== DATA RECORDS ==
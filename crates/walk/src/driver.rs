use crate::error::WalkError;
use crate::lister::{DirectoryLister, ListStats};
use crate::options::{ListOptions, WalkConfig};
use crate::pending::PendingDirectories;
use crossbeam_channel::{Sender, bounded};
use logging::{log_info, log_warn};
use metadata::{AttributeProvider, Entry, canonicalize_sorted, sort_entries};
use std::fs;
use std::io;
use std::path::PathBuf;
use std::sync::{Mutex, PoisonError};
use std::thread;

/// Everything a completed walk produced.
#[derive(Debug, Default)]
pub struct WalkOutcome {
    /// Every emitted entry in canonical order, hardlink roles settled.
    pub entries: Vec<Entry>,
    /// Directories that could not be listed.
    pub errors: Vec<WalkError>,
    /// Counters summed over all directories, skipped paths sorted.
    pub stats: WalkStats,
}

/// Counters of a whole walk.
#[derive(Clone, Debug, Default, Eq, PartialEq)]
pub struct WalkStats {
    /// Directories listed, including the root.
    pub directories: usize,
    /// Counters summed over every listed directory.
    pub listing: ListStats,
}

/// Walks the tree below `root` with the attribute provider of the build
/// target.
///
/// See [`walk_with`].
pub fn walk_tree(
    root: impl Into<PathBuf>,
    options: ListOptions,
    config: WalkConfig,
) -> Result<WalkOutcome, WalkError> {
    let lister = DirectoryLister::new(root, options);
    walk_with(&lister, config)
}

/// Walks the tree below the lister's root on `config.worker_count()`
/// threads.
///
/// Entries flow through a bounded channel to the calling thread, which
/// collects them until every worker finished, then sorts them canonically
/// and settles hardlink roles. The root itself is not emitted. A directory
/// that cannot be listed is recorded in [`WalkOutcome::errors`] and its
/// subtree skipped; only a root that cannot be opened aborts the walk.
///
/// `lister` carries the hardlink table of one walk and should not be reused.
pub fn walk_with<P: AttributeProvider>(
    lister: &DirectoryLister<P>,
    config: WalkConfig,
) -> Result<WalkOutcome, WalkError> {
    let root = lister.root().to_path_buf();
    let root_metadata =
        fs::metadata(&root).map_err(|error| WalkError::root(root.clone(), error))?;
    if !root_metadata.is_dir() {
        return Err(WalkError::root(
            root,
            io::Error::new(io::ErrorKind::NotADirectory, "walk root is not a directory"),
        ));
    }

    let pending = PendingDirectories::new(Vec::new());
    let shared = Shared {
        errors: Mutex::new(Vec::new()),
        stats: Mutex::new(WalkStats::default()),
    };
    let (sender, receiver) = bounded(config.capacity());

    let mut entries: Vec<Entry> = thread::scope(|scope| {
        for _ in 0..config.worker_count() {
            let sender = sender.clone();
            let pending = &pending;
            let shared = &shared;
            scope.spawn(move || run_worker(lister, pending, &sender, shared));
        }
        // Workers hold the only senders; the channel closes once all of them exit.
        drop(sender);
        receiver.iter().collect()
    });

    let mut errors = shared.errors.into_inner().unwrap_or_else(PoisonError::into_inner);
    let mut stats = shared.stats.into_inner().unwrap_or_else(PoisonError::into_inner);
    if let Some(position) = errors.iter().position(WalkError::is_fatal) {
        return Err(errors.swap_remove(position));
    }

    sort_entries(&mut entries).map_err(|error| WalkError::order(root.clone(), error))?;
    canonicalize_sorted(&mut entries);
    stats.listing.skipped.sort();
    errors.sort_by(|a, b| a.path().cmp(b.path()));

    log_info!(
        Walk,
        "walked {}: {} directories, {} entries, {} excluded, {} skipped, {} errors",
        root.display(),
        stats.directories,
        entries.len(),
        stats.listing.excluded,
        stats.listing.skipped.len(),
        errors.len()
    );

    Ok(WalkOutcome {
        entries,
        errors,
        stats,
    })
}

struct Shared {
    errors: Mutex<Vec<WalkError>>,
    stats: Mutex<WalkStats>,
}

fn run_worker<P: AttributeProvider>(
    lister: &DirectoryLister<P>,
    pending: &PendingDirectories,
    sender: &Sender<Entry>,
    shared: &Shared,
) {
    while let Some(directory) = pending.pop() {
        match lister.list_dir(&directory, sender) {
            Ok(listing) => {
                {
                    let mut stats = shared.stats.lock().unwrap_or_else(PoisonError::into_inner);
                    stats.directories += 1;
                    stats.listing.merge(listing.stats);
                }
                pending.complete(listing.subdirectories);
            }
            Err(error) => {
                let stop = error.is_fatal()
                    || matches!(error.kind(), crate::WalkErrorKind::ChannelClosed { .. });
                if stop {
                    pending.abort();
                } else {
                    log_warn!(Walk, "{}", error);
                    pending.complete(Vec::new());
                }
                shared
                    .errors
                    .lock()
                    .unwrap_or_else(PoisonError::into_inner)
                    .push(error);
            }
        }
    }
}
/// Linux inode flag bits (`FS_*_FL`).
pub mod linux {
    /// Secure deletion.
    pub const SECRM: u32 = 0x0000_0001;
    /// Undelete.
    pub const UNRM: u32 = 0x0000_0002;
    /// Compress file.
    pub const COMPR: u32 = 0x0000_0004;
    /// Synchronous updates.
    pub const SYNC: u32 = 0x0000_0008;
    /// Immutable file.
    pub const IMMUTABLE: u32 = 0x0000_0010;
    /// Writes may only append.
    pub const APPEND: u32 = 0x0000_0020;
    /// Do not dump file.
    pub const NODUMP: u32 = 0x0000_0040;
    /// Do not update atime.
    pub const NOATIME: u32 = 0x0000_0080;
    /// Do not compress.
    pub const NOCOMP: u32 = 0x0000_0400;
    /// Journal file data.
    pub const JOURNAL_DATA: u32 = 0x0000_4000;
    /// File tail should not be merged.
    pub const NOTAIL: u32 = 0x0000_8000;
    /// Synchronous directory updates.
    pub const DIRSYNC: u32 = 0x0001_0000;
    /// Top of directory hierarchies.
    pub const TOPDIR: u32 = 0x0002_0000;
    /// Do not copy-on-write.
    pub const NOCOW: u32 = 0x0080_0000;
    /// Children inherit the project id.
    pub const PROJINHERIT: u32 = 0x2000_0000;
    /// Case-insensitive directory.
    pub const CASEFOLD: u32 = 0x4000_0000;

    /// Bits safe to set on a file before its content is written.
    pub const FILE_EARLY: u32 =
        SECRM | UNRM | COMPR | NODUMP | NOATIME | NOCOMP | JOURNAL_DATA | NOTAIL | NOCOW;
    /// Bits that must be set on a directory while it is still empty.
    pub const DIR_EARLY: u32 = TOPDIR | PROJINHERIT | CASEFOLD;
    /// Bits applied only once the object is complete.
    pub const LATE: u32 = SYNC | IMMUTABLE | APPEND | DIRSYNC;
    /// Every bit captured and restored.
    pub const MODIFIABLE: u32 = FILE_EARLY | DIR_EARLY | LATE;
    /// Bits that block modification.
    pub const IMMUTABLE_CLASS: u32 = IMMUTABLE | APPEND;
}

== TASK GOAL ==
Quote every line from the beginning of the entries up to and including the line that contains "use std::fs;".

== ANSWER ==
filename crates/walk/src/driver.rs
use crate::error::WalkError;
use crate::lister::{DirectoryLister, ListStats};
use crate::options::{ListOptions, WalkConfig};
use crate::pending::PendingDirectories;
use crossbeam_channel::{Sender, bounded};
use logging::{log_info, log_warn};
use metadata::{AttributeProvider, Entry, canonicalize_sorted, sort_entries};
use std::fs;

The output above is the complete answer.